Stored items
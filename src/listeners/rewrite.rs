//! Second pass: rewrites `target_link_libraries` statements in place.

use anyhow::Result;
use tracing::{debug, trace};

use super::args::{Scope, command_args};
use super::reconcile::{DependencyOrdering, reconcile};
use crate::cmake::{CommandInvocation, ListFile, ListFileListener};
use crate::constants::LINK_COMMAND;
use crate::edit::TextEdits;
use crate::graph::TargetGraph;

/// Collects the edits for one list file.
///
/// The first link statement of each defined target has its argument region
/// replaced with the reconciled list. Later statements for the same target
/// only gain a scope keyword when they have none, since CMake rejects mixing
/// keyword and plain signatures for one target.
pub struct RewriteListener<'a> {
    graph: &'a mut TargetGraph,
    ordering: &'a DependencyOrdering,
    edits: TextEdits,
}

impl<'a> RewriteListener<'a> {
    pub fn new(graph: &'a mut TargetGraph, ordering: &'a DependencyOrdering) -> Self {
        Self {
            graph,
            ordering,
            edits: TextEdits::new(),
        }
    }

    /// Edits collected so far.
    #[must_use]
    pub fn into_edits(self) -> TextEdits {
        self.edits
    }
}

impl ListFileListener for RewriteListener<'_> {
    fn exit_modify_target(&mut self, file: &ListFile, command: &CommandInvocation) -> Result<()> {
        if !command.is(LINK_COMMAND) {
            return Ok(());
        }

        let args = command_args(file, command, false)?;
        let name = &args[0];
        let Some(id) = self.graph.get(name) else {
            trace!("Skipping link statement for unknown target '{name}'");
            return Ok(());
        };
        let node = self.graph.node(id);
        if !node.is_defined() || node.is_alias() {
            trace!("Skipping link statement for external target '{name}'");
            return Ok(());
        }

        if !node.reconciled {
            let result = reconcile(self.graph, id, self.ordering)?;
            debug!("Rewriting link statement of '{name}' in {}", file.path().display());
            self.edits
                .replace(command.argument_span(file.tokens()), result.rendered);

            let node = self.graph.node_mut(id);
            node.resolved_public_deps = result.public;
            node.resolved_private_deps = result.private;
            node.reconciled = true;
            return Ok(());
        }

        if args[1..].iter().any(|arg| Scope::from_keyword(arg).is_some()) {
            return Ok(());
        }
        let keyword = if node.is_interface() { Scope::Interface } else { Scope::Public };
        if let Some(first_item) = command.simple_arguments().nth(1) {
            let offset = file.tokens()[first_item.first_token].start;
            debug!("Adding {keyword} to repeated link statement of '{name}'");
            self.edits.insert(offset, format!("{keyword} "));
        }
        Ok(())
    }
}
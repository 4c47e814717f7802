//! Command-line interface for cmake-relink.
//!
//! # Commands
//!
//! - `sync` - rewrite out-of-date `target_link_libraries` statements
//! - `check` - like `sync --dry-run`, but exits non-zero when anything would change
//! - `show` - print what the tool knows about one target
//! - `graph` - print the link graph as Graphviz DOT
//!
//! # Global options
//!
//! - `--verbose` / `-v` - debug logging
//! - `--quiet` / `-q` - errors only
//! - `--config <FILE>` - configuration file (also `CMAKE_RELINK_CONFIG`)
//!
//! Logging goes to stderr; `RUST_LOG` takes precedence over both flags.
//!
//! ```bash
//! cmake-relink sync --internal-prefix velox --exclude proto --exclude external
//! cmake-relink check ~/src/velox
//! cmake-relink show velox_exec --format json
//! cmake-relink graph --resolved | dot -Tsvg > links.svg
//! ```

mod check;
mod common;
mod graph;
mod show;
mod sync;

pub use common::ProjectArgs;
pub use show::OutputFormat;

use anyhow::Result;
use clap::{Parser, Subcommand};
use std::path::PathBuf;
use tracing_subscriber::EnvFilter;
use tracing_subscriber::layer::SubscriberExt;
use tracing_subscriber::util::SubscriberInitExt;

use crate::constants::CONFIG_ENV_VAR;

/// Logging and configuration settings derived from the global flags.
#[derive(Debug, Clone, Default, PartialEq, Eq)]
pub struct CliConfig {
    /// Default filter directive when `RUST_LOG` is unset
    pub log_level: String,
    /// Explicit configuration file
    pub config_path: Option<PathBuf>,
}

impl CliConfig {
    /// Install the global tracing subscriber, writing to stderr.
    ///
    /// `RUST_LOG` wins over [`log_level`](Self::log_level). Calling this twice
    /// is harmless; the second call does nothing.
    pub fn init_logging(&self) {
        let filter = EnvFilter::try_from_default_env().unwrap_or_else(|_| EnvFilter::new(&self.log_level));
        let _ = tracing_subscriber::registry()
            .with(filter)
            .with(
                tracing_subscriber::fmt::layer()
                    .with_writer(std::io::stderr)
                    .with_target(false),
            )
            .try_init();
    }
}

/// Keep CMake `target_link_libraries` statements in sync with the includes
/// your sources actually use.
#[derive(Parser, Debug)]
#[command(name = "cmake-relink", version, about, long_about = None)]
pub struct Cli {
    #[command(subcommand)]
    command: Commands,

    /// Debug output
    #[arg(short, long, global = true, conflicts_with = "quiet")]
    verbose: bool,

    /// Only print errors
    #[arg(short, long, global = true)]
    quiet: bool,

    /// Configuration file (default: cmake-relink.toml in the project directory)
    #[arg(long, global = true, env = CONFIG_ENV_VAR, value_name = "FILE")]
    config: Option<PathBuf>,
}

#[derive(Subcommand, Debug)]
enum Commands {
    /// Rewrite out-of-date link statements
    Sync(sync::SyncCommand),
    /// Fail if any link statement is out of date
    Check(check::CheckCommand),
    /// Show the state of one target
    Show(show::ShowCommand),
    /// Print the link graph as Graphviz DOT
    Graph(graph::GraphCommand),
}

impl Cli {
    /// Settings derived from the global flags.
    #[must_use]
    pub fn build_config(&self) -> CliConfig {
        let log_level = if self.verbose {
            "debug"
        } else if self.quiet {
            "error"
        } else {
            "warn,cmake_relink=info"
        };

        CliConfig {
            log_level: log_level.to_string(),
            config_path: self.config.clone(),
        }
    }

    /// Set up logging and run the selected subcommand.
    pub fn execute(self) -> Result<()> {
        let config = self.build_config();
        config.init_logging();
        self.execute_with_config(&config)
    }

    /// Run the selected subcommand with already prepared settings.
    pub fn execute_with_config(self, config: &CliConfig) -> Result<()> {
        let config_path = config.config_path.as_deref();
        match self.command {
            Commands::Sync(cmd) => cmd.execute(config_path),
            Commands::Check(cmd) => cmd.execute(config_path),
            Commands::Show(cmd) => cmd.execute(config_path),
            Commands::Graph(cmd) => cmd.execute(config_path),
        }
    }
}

### [What needs to be done]
Write only the number of lines above in which the word "selected" is found.

### [Result of this task]
2